When installing a new motherboard you should always do a format/reinstalltion windows. Windows will look for the components that are from the old motherboard but they don't exist so you may get errors.

If you can, back up important files and reinstall windows completely. If you can't back up your files, try doing a repair install. Guide *here*.


----------



## Dom.Gilberto (Nov 30, 2005)

ah right so in my situation i do need to reinstall windows then meaning i will lose my old data...i cant back it up...and am not fussed just needed that message to be spoken to me in english which it has now thankfully....so that message will be resolved if i simply refresh windows but doing a fresh install right? (sorry im a bit slow)


----------



## Mark07 (Nov 19, 2005)

I edited my post, click the link in it and try that first. If not then you will just have to reinstall.


----------



## linderman (May 20, 2005)

Fellas:


YOU *DO NOT *HAVE to "clean" install windows because you want to change your motherboard / there are two methods to avoid a FULL install

method # 1 / premier method using SYSPREP
this method strips all drivers from the hardware confiuration but leaves all programs and data ALONE / all you have to do is run SYSPREP (very easy) then install ALL drivers when system boots with the new motherboard 
here is a SYSPREP link 
http://www.hardforum.com/showthread.php?t=772307

@@@@ poster above would need to place the old motherboard on a card board surface and do a bench build / ( a case is not a necessary component of a running computer / I would assemble the old motherboard on a piece of cardboard on the table / connect the bare minimum to wake it run with the original hard drive / get the mobo to run and then execute the SYSPREP after that swap the hard drive into the new system build and boot up and load drivers >>>> damn easy !!
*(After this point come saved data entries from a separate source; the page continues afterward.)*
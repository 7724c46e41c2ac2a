//! PDF lexer (tokenizer).
//!
//! Splits a byte slice into the atomic tokens of the PDF object grammar:
//! numbers, literal and hex strings, names, keywords and delimiters.
//! Whitespace (space, \t, \r, \n, \0, \f) and comments (% to EOL) are skipped
//! before every token.

use nom::{
    branch::alt,
    bytes::complete::{tag, take_till, take_while, take_while1},
    character::complete::{char, digit0, digit1, one_of},
    combinator::{map, opt, recognize, value},
    multi::many0,
    sequence::{pair, preceded, tuple},
    IResult,
};

/// Token types recognized by the PDF lexer.
#[derive(Debug, PartialEq, Clone)]
pub enum Token<'a> {
    /// Integer number (e.g., 42, -123)
    Integer(i64),

    /// Real (floating-point) number (e.g., 3.14, -2.5, .5)
    Real(f64),

    /// Literal string bytes between the outer parentheses, escapes undecoded
    LiteralString(&'a [u8]),

    /// Hexadecimal string digits between `<` and `>`, whitespace included
    HexString(&'a [u8]),

    /// Name with `#xx` escapes decoded
    Name(String),

    /// Boolean true keyword
    True,

    /// Boolean false keyword
    False,

    /// Null keyword
    Null,

    /// Array start delimiter [
    ArrayStart,

    /// Array end delimiter ]
    ArrayEnd,

    /// Dictionary start delimiter <<
    DictStart,

    /// Dictionary end delimiter >>
    DictEnd,

    /// Indirect object start keyword "obj"
    ObjStart,

    /// Indirect object end keyword "endobj"
    ObjEnd,

    /// Stream start keyword "stream"
    StreamStart,

    /// Stream end keyword "endstream"
    StreamEnd,

    /// Reference keyword "R" (used in "10 0 R")
    R,
}

/// PDF whitespace characters (ISO 32000-1, Table 1).
pub fn is_whitespace(c: u8) -> bool {
    matches!(c, b' ' | b'\t' | b'\r' | b'\n' | 0x00 | 0x0C)
}

/// PDF delimiter characters (ISO 32000-1, Table 2).
pub fn is_delimiter(c: u8) -> bool {
    matches!(c, b'(' | b')' | b'<' | b'>' | b'[' | b']' | b'{' | b'}' | b'/' | b'%')
}

fn is_regular(c: u8) -> bool {
    !is_whitespace(c) && !is_delimiter(c)
}

fn comment(input: &[u8]) -> IResult<&[u8], ()> {
    value((), preceded(char('%'), take_till(|c| c == b'\r' || c == b'\n')))(input)
}

/// Skip all whitespace and comments. Never fails.
pub fn skip_ws(input: &[u8]) -> IResult<&[u8], ()> {
    let mut remaining = input;
    loop {
        let (rest, _) = take_while(is_whitespace)(remaining)?;
        remaining = rest;
        match comment(remaining) {
            Ok((rest, _)) => remaining = rest,
            Err(_) => break,
        }
    }
    Ok((remaining, ()))
}

fn number_error(input: &[u8]) -> nom::Err<nom::error::Error<&[u8]>> {
    nom::Err::Error(nom::error::Error::new(input, nom::error::ErrorKind::Digit))
}

/// Parse an integer or real number.
///
/// Accepts a leading sign and reals written as `.5`, `5.` or `-.002`.
fn parse_number(input: &[u8]) -> IResult<&[u8], Token<'_>> {
    let (rest, text) = recognize(tuple((
        opt(one_of("+-")),
        alt((
            recognize(pair(digit1, opt(pair(char('.'), digit0)))),
            recognize(pair(char('.'), digit1)),
        )),
    )))(input)?;

    // The recognizer only matches ASCII sign, digits and '.'
    let text = std::str::from_utf8(text).map_err(|_| number_error(input))?;

    if text.contains('.') {
        let num: f64 = text.parse().map_err(|_| number_error(input))?;
        Ok((rest, Token::Real(num)))
    } else {
        let num: i64 = text.parse().map_err(|_| number_error(input))?;
        Ok((rest, Token::Integer(num)))
    }
}

/// Parse a literal string enclosed in parentheses.
///
/// Balanced nested parentheses are part of the string; escaped parentheses
/// do not affect the depth. The raw bytes are returned with escapes intact.
fn parse_literal_string(input: &[u8]) -> IResult<&[u8], Token<'_>> {
    let (body, _) = char('(')(input)?;
    let mut depth = 1usize;
    let mut pos = 0usize;

    while pos < body.len() {
        match body[pos] {
            b'\\' => pos += 2,
            b'(' => {
                depth += 1;
                pos += 1;
            },
            b')' => {
                depth -= 1;
                if depth == 0 {
                    return Ok((&body[pos + 1..], Token::LiteralString(&body[..pos])));
                }
                pos += 1;
            },
            _ => pos += 1,
        }
    }

    Err(nom::Err::Error(nom::error::Error::new(input, nom::error::ErrorKind::Char)))
}

/// Parse a hexadecimal string enclosed in angle brackets.
fn parse_hex_string(input: &[u8]) -> IResult<&[u8], Token<'_>> {
    if input.starts_with(b"<<") {
        return Err(nom::Err::Error(nom::error::Error::new(input, nom::error::ErrorKind::Tag)));
    }

    let (rest, _) = char('<')(input)?;
    let (rest, digits) = take_while(|c: u8| c.is_ascii_hexdigit() || is_whitespace(c))(rest)?;
    let (rest, _) = char('>')(rest)?;
    Ok((rest, Token::HexString(digits)))
}

/// Decode `#XX` escape sequences in a raw PDF name.
///
/// Each decoded byte becomes the char with the same code point, so names
/// round-trip through [`encode_name_bytes`] unchanged. Invalid sequences are
/// kept literally.
///
/// ```
/// # use pdf_splice::lexer::decode_name_escapes;
/// assert_eq!(decode_name_escapes(b"A#20B#23C"), "A B#C");
/// assert_eq!(decode_name_escapes(b"Type"), "Type");
/// assert_eq!(decode_name_escapes(b"A#"), "A#");
/// ```
pub fn decode_name_escapes(raw: &[u8]) -> String {
    let mut result = String::with_capacity(raw.len());
    let mut i = 0;

    while i < raw.len() {
        if raw[i] == b'#' && i + 2 < raw.len() {
            let hex = &raw[i + 1..i + 3];
            if hex.iter().all(u8::is_ascii_hexdigit) {
                let hi = (hex[0] as char).to_digit(16).unwrap_or(0);
                let lo = (hex[1] as char).to_digit(16).unwrap_or(0);
                result.push(char::from((hi * 16 + lo) as u8));
                i += 3;
                continue;
            }
        }
        result.push(char::from(raw[i]));
        i += 1;
    }

    result
}

/// Bytes a decoded name stands for (inverse of [`decode_name_escapes`]).
///
/// Characters above U+00FF never come out of the lexer; names built in code
/// that contain them are written as their UTF-8 bytes.
pub fn encode_name_bytes(name: &str) -> Vec<u8> {
    let mut out = Vec::with_capacity(name.len());
    for c in name.chars() {
        match u8::try_from(u32::from(c)) {
            Ok(byte) => out.push(byte),
            Err(_) => out.extend_from_slice(c.encode_utf8(&mut [0; 4]).as_bytes()),
        }
    }
    out
}

/// Parse a name starting with /.
fn parse_name(input: &[u8]) -> IResult<&[u8], Token<'_>> {
    preceded(
        char('/'),
        map(take_while(is_regular), |bytes: &[u8]| Token::Name(decode_name_escapes(bytes))),
    )(input)
}

/// Parse a bare keyword; the keyword must end at a delimiter, whitespace or EOF.
fn parse_keyword(input: &[u8]) -> IResult<&[u8], Token<'_>> {
    let (rest, word) = take_while1(is_regular)(input)?;
    let tok = match word {
        b"true" => Token::True,
        b"false" => Token::False,
        b"null" => Token::Null,
        b"obj" => Token::ObjStart,
        b"endobj" => Token::ObjEnd,
        b"stream" => Token::StreamStart,
        b"endstream" => Token::StreamEnd,
        b"R" => Token::R,
        _ => {
            return Err(nom::Err::Error(nom::error::Error::new(
                input,
                nom::error::ErrorKind::Tag,
            )))
        },
    };
    Ok((rest, tok))
}

fn parse_delimiter(input: &[u8]) -> IResult<&[u8], Token<'_>> {
    alt((
        value(Token::DictStart, tag(b"<<")),
        value(Token::DictEnd, tag(b">>")),
        value(Token::ArrayStart, tag(b"[")),
        value(Token::ArrayEnd, tag(b"]")),
    ))(input)
}

/// Parse a single PDF token, skipping leading whitespace and comments.
pub fn token(input: &[u8]) -> IResult<&[u8], Token<'_>> {
    let (input, _) = skip_ws(input)?;

    alt((
        parse_delimiter,
        parse_name,
        parse_number,
        parse_literal_string,
        parse_hex_string,
        parse_keyword,
    ))(input)
}

/// Parse tokens until the input is exhausted or no token matches.
pub fn tokens(input: &[u8]) -> IResult<&[u8], Vec<Token<'_>>> {
    many0(token)(input)
}
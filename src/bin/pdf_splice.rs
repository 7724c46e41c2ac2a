//! Merge, split and image-to-PDF from the command line.
//!
//! Usage:
//!   pdf_splice merge -o out.pdf a.pdf b.pdf ...
//!   pdf_splice split -o out.pdf --pages 5,1-3 in.pdf
//!   pdf_splice images -o out.pdf [--page-size a4] [--orientation portrait] [--margin small] img.png[:90] ...
//!
//! `-v` enables debug logging; `RUST_LOG` overrides it.

use pdf_splice::{images_to_pdf, merge, parse_page_ranges, split, EngineConfig, RasterImage, SourceDocument};
use std::fs;
use std::path::{Path, PathBuf};
use std::process::ExitCode;
use std::time::Instant;

const USAGE: &str = "\
Usage:
  pdf_splice merge -o OUT INPUT.pdf...
  pdf_splice split -o OUT --pages RANGES INPUT.pdf
  pdf_splice images -o OUT [--page-size SIZE] [--orientation ORIENTATION] [--margin MARGIN] IMAGE[:DEGREES]...

Options:
  -o, --output PATH     Output file
  --pages RANGES        1-based pages, e.g. 5,1-3
  --page-size SIZE      a3, a4, a5, letter or legal (default a4)
  --orientation O       portrait or landscape (default portrait)
  --margin M            none, small or big (default small)
  -v, --verbose         Debug logging";

#[derive(Debug, PartialEq)]
enum Command {
    Merge,
    Split { pages: String },
    Images,
}

#[derive(Debug)]
struct CliArgs {
    command: Command,
    output: PathBuf,
    inputs: Vec<String>,
    settings: Vec<(String, String)>,
    verbose: bool,
}

impl CliArgs {
    fn parse(args: &[String]) -> Result<Self, String> {
        let mut iter = args.iter();
        let command = iter.next().ok_or("missing command")?.clone();
        let mut output = None;
        let mut pages = None;
        let mut inputs = Vec::new();
        let mut settings = Vec::new();
        let mut verbose = false;

        while let Some(arg) = iter.next() {
            let mut value = |flag: &str| {
                iter.next()
                    .cloned()
                    .ok_or_else(|| format!("{} needs a value", flag))
            };
            match arg.as_str() {
                "-o" | "--output" => output = Some(PathBuf::from(value(arg)?)),
                "--pages" => pages = Some(value(arg)?),
                "--page-size" => settings.push(("pageSize".to_string(), value(arg)?)),
                "--orientation" => settings.push(("orientation".to_string(), value(arg)?)),
                "--margin" => settings.push(("margin".to_string(), value(arg)?)),
                "-v" | "--verbose" => verbose = true,
                flag if flag.starts_with('-') && flag.len() > 1 => {
                    return Err(format!("unknown option {}", flag))
                },
                _ => inputs.push(arg.clone()),
            }
        }

        let command = match command.as_str() {
            "merge" => Command::Merge,
            "split" => Command::Split {
                pages: pages.ok_or("split needs --pages")?,
            },
            "images" => Command::Images,
            other => return Err(format!("unknown command {}", other)),
        };
        if command != Command::Images && !settings.is_empty() {
            return Err("layout options only apply to images".to_string());
        }
        if inputs.is_empty() {
            return Err("no input files".to_string());
        }
        if matches!(command, Command::Split { .. }) && inputs.len() != 1 {
            return Err("split takes exactly one input".to_string());
        }

        Ok(Self {
            command,
            output: output.ok_or("missing -o OUT")?,
            inputs,
            settings,
            verbose,
        })
    }
}

/// `photo.png:90` -> (`photo.png`, 90). A suffix that is not a number is part
/// of the path.
fn split_rotation(arg: &str) -> (&str, Option<&str>) {
    match arg.rsplit_once(':') {
        Some((path, degrees))
            if !path.is_empty() && !degrees.is_empty() && degrees.trim_start_matches('-').bytes().all(|b| b.is_ascii_digit()) =>
        {
            (path, Some(degrees))
        },
        _ => (arg, None),
    }
}

fn read_input(path: &str) -> Result<Vec<u8>, String> {
    fs::read(path).map_err(|e| format!("{}: {}", path, e))
}

fn run(args: &CliArgs) -> Result<usize, String> {
    let config = EngineConfig::from_pairs(&args.settings).map_err(|e| e.to_string())?;

    let bytes = match &args.command {
        Command::Merge => {
            let sources = args
                .inputs
                .iter()
                .map(|path| Ok(SourceDocument::named(path.as_str(), read_input(path)?)))
                .collect::<Result<Vec<_>, String>>()?;
            merge(&sources, &config, None).map_err(|e| e.to_string())?
        },
        Command::Split { pages } => {
            let indices = parse_page_ranges(pages).map_err(|e| e.to_string())?;
            let path = &args.inputs[0];
            let source = SourceDocument::named(path.as_str(), read_input(path)?);
            split(&source, &indices, &config, None).map_err(|e| e.to_string())?
        },
        Command::Images => {
            let images = args
                .inputs
                .iter()
                .map(|arg| {
                    let (path, degrees) = split_rotation(arg);
                    let rotation = match degrees {
                        Some(d) => d
                            .parse::<i32>()
                            .map_err(|_| format!("{}: bad rotation {}", path, d))?,
                        None => 0,
                    };
                    Ok(RasterImage::new(read_input(path)?)
                        .with_rotation(rotation)
                        .with_name(path))
                })
                .collect::<Result<Vec<_>, String>>()?;
            images_to_pdf(&images, &config, None).map_err(|e| e.to_string())?
        },
    };

    write_output(&args.output, &bytes)?;
    Ok(bytes.len())
}

fn write_output(path: &Path, bytes: &[u8]) -> Result<(), String> {
    fs::write(path, bytes).map_err(|e| format!("{}: {}", path.display(), e))
}

fn main() -> ExitCode {
    let raw: Vec<String> = std::env::args().skip(1).collect();
    if raw.is_empty() || raw.iter().any(|a| a == "-h" || a == "--help") {
        println!("{}", USAGE);
        return ExitCode::SUCCESS;
    }
    let args = match CliArgs::parse(&raw) {
        Ok(args) => args,
        Err(e) => {
            eprintln!("Error: {}\n\n{}", e, USAGE);
            return ExitCode::from(2);
        },
    };

    let default_filter = if args.verbose { "debug" } else { "warn" };
    env_logger::Builder::from_env(env_logger::Env::default().default_filter_or(default_filter)).init();

    let start = Instant::now();
    match run(&args) {
        Ok(size) => {
            println!(
                "Wrote {} ({} bytes) in {:.2}s",
                args.output.display(),
                size,
                start.elapsed().as_secs_f64()
            );
            ExitCode::SUCCESS
        },
        Err(e) => {
            eprintln!("Error: {}", e);
            ExitCode::FAILURE
        },
    }
}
Method # 2 do a windows repair install 

http://support.microsoft.com/default.aspx?scid=kb;en-us;315341&Product=winxp


now dont get me wrong if you existing hard drive has been running windows for a year or more then the registry really gets cluttered / there is no equal performance wise to the *clean *install however its not mandatory with a mobo change

regards

joe


----------



## Dom.Gilberto (Nov 30, 2005)

oh sorry i never stated that old motherboard was toast...so looks like im doing repair? lol, thanks alot mate though i`ll remember that cheers! if repair dont work just do fresh install right?


----------



## linderman (May 20, 2005)

the repair install will work / but if for some weird reason if it doesnt do the trick / then yes fresh install



joe


----------